# Working data:

○ ○ ○

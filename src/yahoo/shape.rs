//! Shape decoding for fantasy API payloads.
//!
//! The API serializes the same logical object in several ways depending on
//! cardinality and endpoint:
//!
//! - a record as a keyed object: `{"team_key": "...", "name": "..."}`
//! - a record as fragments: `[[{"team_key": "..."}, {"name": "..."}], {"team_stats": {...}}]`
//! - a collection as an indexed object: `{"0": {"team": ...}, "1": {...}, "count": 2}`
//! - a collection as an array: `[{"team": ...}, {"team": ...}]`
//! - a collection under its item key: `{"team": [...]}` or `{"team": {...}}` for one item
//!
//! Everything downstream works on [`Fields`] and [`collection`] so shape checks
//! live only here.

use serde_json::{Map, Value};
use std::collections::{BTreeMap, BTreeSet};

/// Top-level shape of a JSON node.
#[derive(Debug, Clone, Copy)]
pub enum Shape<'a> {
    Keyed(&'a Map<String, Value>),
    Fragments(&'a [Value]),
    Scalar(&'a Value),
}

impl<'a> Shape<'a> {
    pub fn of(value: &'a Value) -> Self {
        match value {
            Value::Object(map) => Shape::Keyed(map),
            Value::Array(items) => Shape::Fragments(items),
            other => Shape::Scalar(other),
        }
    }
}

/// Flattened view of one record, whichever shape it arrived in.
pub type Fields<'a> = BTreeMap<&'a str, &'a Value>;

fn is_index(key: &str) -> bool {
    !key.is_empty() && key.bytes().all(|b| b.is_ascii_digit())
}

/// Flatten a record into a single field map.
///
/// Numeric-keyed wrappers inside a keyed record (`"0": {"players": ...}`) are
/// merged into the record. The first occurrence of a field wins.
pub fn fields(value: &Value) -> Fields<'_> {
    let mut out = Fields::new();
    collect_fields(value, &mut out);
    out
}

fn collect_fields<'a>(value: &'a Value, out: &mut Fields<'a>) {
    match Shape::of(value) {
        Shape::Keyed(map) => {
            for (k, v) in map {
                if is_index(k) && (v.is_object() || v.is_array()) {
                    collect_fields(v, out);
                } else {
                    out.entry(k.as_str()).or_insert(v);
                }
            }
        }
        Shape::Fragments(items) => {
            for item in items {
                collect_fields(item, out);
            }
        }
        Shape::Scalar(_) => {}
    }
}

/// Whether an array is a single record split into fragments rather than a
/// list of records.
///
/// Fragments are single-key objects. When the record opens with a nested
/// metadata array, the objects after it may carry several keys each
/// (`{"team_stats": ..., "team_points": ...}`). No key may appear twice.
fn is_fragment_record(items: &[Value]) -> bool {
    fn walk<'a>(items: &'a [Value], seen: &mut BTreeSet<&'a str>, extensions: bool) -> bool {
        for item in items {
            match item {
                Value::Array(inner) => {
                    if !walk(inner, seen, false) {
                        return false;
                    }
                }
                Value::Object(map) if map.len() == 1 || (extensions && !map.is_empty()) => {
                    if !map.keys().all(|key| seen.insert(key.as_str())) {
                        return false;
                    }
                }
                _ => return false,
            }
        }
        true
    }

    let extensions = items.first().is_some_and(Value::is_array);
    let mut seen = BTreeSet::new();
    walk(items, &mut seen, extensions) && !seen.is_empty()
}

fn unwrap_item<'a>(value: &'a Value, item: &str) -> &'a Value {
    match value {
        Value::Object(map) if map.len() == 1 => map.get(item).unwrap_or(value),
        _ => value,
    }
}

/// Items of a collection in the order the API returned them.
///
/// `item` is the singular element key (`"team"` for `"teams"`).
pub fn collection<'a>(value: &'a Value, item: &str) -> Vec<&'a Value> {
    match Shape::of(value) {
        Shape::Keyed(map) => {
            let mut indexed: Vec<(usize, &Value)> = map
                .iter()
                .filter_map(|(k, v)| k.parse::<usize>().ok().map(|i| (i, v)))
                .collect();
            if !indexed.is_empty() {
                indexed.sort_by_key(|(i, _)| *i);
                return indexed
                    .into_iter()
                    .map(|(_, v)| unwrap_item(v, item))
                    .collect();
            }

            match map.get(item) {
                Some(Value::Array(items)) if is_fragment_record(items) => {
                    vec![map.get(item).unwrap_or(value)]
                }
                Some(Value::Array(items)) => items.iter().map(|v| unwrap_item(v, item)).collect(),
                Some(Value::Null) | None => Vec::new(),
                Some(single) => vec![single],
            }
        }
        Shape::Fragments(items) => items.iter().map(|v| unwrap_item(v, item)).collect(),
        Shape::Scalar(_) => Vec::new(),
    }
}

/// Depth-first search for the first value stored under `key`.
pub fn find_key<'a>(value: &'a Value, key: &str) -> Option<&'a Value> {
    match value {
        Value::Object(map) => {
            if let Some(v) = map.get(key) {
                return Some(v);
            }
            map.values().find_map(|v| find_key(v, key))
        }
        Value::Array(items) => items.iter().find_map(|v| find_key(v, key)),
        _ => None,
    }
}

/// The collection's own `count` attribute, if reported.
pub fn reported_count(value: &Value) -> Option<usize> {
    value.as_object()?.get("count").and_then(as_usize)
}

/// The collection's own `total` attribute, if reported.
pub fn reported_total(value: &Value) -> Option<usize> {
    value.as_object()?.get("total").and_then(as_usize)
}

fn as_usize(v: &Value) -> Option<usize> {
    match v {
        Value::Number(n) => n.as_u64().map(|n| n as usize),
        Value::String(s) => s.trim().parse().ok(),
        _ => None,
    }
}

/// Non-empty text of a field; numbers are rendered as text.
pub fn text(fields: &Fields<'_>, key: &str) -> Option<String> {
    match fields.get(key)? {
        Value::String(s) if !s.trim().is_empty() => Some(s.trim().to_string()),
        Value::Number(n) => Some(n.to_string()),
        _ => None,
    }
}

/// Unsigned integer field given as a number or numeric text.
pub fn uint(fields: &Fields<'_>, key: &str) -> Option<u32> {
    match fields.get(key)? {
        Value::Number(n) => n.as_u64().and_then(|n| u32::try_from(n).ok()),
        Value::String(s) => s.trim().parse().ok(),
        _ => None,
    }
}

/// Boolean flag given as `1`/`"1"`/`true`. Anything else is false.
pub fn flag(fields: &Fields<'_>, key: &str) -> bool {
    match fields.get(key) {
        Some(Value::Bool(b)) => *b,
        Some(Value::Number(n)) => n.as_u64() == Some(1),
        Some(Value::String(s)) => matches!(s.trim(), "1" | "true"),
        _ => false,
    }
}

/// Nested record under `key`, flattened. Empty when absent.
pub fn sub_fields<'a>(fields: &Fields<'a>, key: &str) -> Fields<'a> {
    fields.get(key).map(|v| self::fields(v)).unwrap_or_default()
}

○ ○ ○

# Activity:
Set down the whole listing exactly.

# Answer for this exercise:
filename src/yahoo/shape.rs
//! Shape decoding for fantasy API payloads.
//!
//! The API serializes the same logical object in several ways depending on
//! cardinality and endpoint:
//!
//! - a record as a keyed object: `{"team_key": "...", "name": "..."}`
//! - a record as fragments: `[[{"team_key": "..."}, {"name": "..."}], {"team_stats": {...}}]`
//! - a collection as an indexed object: `{"0": {"team": ...}, "1": {...}, "count": 2}`
//! - a collection as an array: `[{"team": ...}, {"team": ...}]`
//! - a collection under its item key: `{"team": [...]}` or `{"team": {...}}` for one item
//!
//! Everything downstream works on [`Fields`] and [`collection`] so shape checks
//! live only here.

use serde_json::{Map, Value};
use std::collections::{BTreeMap, BTreeSet};

/// Top-level shape of a JSON node.
#[derive(Debug, Clone, Copy)]
pub enum Shape<'a> {
    Keyed(&'a Map<String, Value>),
    Fragments(&'a [Value]),
    Scalar(&'a Value),
}

impl<'a> Shape<'a> {
    pub fn of(value: &'a Value) -> Self {
        match value {
            Value::Object(map) => Shape::Keyed(map),
            Value::Array(items) => Shape::Fragments(items),
            other => Shape::Scalar(other),
        }
    }
}

/// Flattened view of one record, whichever shape it arrived in.
pub type Fields<'a> = BTreeMap<&'a str, &'a Value>;

fn is_index(key: &str) -> bool {
    !key.is_empty() && key.bytes().all(|b| b.is_ascii_digit())
}

/// Flatten a record into a single field map.
///
/// Numeric-keyed wrappers inside a keyed record (`"0": {"players": ...}`) are
/// merged into the record. The first occurrence of a field wins.
pub fn fields(value: &Value) -> Fields<'_> {
    let mut out = Fields::new();
    collect_fields(value, &mut out);
    out
}

fn collect_fields<'a>(value: &'a Value, out: &mut Fields<'a>) {
    match Shape::of(value) {
        Shape::Keyed(map) => {
            for (k, v) in map {
                if is_index(k) && (v.is_object() || v.is_array()) {
                    collect_fields(v, out);
                } else {
                    out.entry(k.as_str()).or_insert(v);
                }
            }
        }
        Shape::Fragments(items) => {
            for item in items {
                collect_fields(item, out);
            }
        }
        Shape::Scalar(_) => {}
    }
}

/// Whether an array is a single record split into fragments rather than a
/// list of records.
///
/// Fragments are single-key objects. When the record opens with a nested
/// metadata array, the objects after it may carry several keys each
/// (`{"team_stats": ..., "team_points": ...}`). No key may appear twice.
fn is_fragment_record(items: &[Value]) -> bool {
    fn walk<'a>(items: &'a [Value], seen: &mut BTreeSet<&'a str>, extensions: bool) -> bool {
        for item in items {
            match item {
                Value::Array(inner) => {
                    if !walk(inner, seen, false) {
                        return false;
                    }
                }
                Value::Object(map) if map.len() == 1 || (extensions && !map.is_empty()) => {
                    if !map.keys().all(|key| seen.insert(key.as_str())) {
                        return false;
                    }
                }
                _ => return false,
            }
        }
        true
    }

    let extensions = items.first().is_some_and(Value::is_array);
    let mut seen = BTreeSet::new();
    walk(items, &mut seen, extensions) && !seen.is_empty()
}

fn unwrap_item<'a>(value: &'a Value, item: &str) -> &'a Value {
    match value {
        Value::Object(map) if map.len() == 1 => map.get(item).unwrap_or(value),
        _ => value,
    }
}

/// Items of a collection in the order the API returned them.
///
/// `item` is the singular element key (`"team"` for `"teams"`).
pub fn collection<'a>(value: &'a Value, item: &str) -> Vec<&'a Value> {
    match Shape::of(value) {
        Shape::Keyed(map) => {
            let mut indexed: Vec<(usize, &Value)> = map
                .iter()
                .filter_map(|(k, v)| k.parse::<usize>().ok().map(|i| (i, v)))
                .collect();
            if !indexed.is_empty() {
                indexed.sort_by_key(|(i, _)| *i);
                return indexed
                    .into_iter()
                    .map(|(_, v)| unwrap_item(v, item))
                    .collect();
            }

            match map.get(item) {
                Some(Value::Array(items)) if is_fragment_record(items) => {
                    vec![map.get(item).unwrap_or(value)]
                }
                Some(Value::Array(items)) => items.iter().map(|v| unwrap_item(v, item)).collect(),
                Some(Value::Null) | None => Vec::new(),
                Some(single) => vec![single],
            }
        }
        Shape::Fragments(items) => items.iter().map(|v| unwrap_item(v, item)).collect(),
        Shape::Scalar(_) => Vec::new(),
    }
}

/// Depth-first search for the first value stored under `key`.
pub fn find_key<'a>(value: &'a Value, key: &str) -> Option<&'a Value> {
    match value {
        Value::Object(map) => {
            if let Some(v) = map.get(key) {
                return Some(v);
            }
            map.values().find_map(|v| find_key(v, key))
        }
        Value::Array(items) => items.iter().find_map(|v| find_key(v, key)),
        _ => None,
    }
}

/// The collection's own `count` attribute, if reported.
pub fn reported_count(value: &Value) -> Option<usize> {
    value.as_object()?.get("count").and_then(as_usize)
}

/// The collection's own `total` attribute, if reported.
pub fn reported_total(value: &Value) -> Option<usize> {
    value.as_object()?.get("total").and_then(as_usize)
}

fn as_usize(v: &Value) -> Option<usize> {
    match v {
        Value::Number(n) => n.as_u64().map(|n| n as usize),
        Value::String(s) => s.trim().parse().ok(),
        _ => None,
    }
}

/// Non-empty text of a field; numbers are rendered as text.
pub fn text(fields: &Fields<'_>, key: &str) -> Option<String> {
    match fields.get(key)? {
        Value::String(s) if !s.trim().is_empty() => Some(s.trim().to_string()),
        Value::Number(n) => Some(n.to_string()),
        _ => None,
    }
}

/// Unsigned integer field given as a number or numeric text.
pub fn uint(fields: &Fields<'_>, key: &str) -> Option<u32> {
    match fields.get(key)? {
        Value::Number(n) => n.as_u64().and_then(|n| u32::try_from(n).ok()),
        Value::String(s) => s.trim().parse().ok(),
        _ => None,
    }
}

/// Boolean flag given as `1`/`"1"`/`true`. Anything else is false.
pub fn flag(fields: &Fields<'_>, key: &str) -> bool {
    match fields.get(key) {
        Some(Value::Bool(b)) => *b,
        Some(Value::Number(n)) => n.as_u64() == Some(1),
        Some(Value::String(s)) => matches!(s.trim(), "1" | "true"),
        _ => false,
    }
}

/// Nested record under `key`, flattened. Empty when absent.
pub fn sub_fields<'a>(fields: &Fields<'a>, key: &str) -> Fields<'a> {
    fields.get(key).map(|v| self::fields(v)).unwrap_or_default()
}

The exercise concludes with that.